Top of INPUT

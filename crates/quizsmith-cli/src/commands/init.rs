//! The `quizsmith init` command.

use std::path::Path;

use anyhow::Result;

pub fn execute() -> Result<()> {
    write_if_missing(Path::new("quizsmith.toml"), SAMPLE_CONFIG)?;
    write_if_missing(Path::new("sample-quiz.txt"), SAMPLE_QUIZ)?;
    write_if_missing(Path::new("sample-answers.json"), SAMPLE_ANSWERS)?;

    println!("\nNext steps:");
    println!("  1. Run: quizsmith validate sample-quiz.txt");
    println!("  2. Run: quizsmith take sample-quiz.txt --time-limit 120");
    println!("  3. Run: quizsmith grade sample-quiz.txt --answers sample-answers.json");
    println!("  4. Start Ollama and run: quizsmith generate --topic \"photosynthesis\"");

    Ok(())
}

fn write_if_missing(path: &Path, content: &str) -> Result<()> {
    if path.exists() {
        println!("{} already exists, skipping.", path.display());
    } else {
        std::fs::write(path, content)?;
        println!("Created {}", path.display());
    }
    Ok(())
}

const SAMPLE_CONFIG: &str = r#"# quizsmith configuration

temperature = 0.2
num_questions = 10
chunk_size = 2000
parallelism = 4
max_retries = 3
retry_delay_ms = 1000
output_dir = "./quizsmith-output"

[ollama]
base_url = "http://localhost:11434"
model = "llama3.2:latest"
"#;

const SAMPLE_QUIZ: &str = "\
1. What is the capital of Italy?
A. Paris
B. Rome
C. Madrid
D. Berlin
Answer: B. Rome

2. Which planet is known as the red planet?
A. Venus
B. Mars
C. Jupiter
D. Saturn
Answer: B. Mars

3. What gas do plants absorb during photosynthesis?
A. Oxygen
B. Nitrogen
C. Carbon dioxide
D. Helium
Answer: C. Carbon dioxide
";

const SAMPLE_ANSWERS: &str = r#"{
  "1": "Rome",
  "2": "Venus",
  "3": null
}
"#;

Bottom of INPUT

(DIRECTIONS)
Look for the word "Result" in every line of the records. State how many lines contain it, and write only the number.

(ANSWER SPACE)
3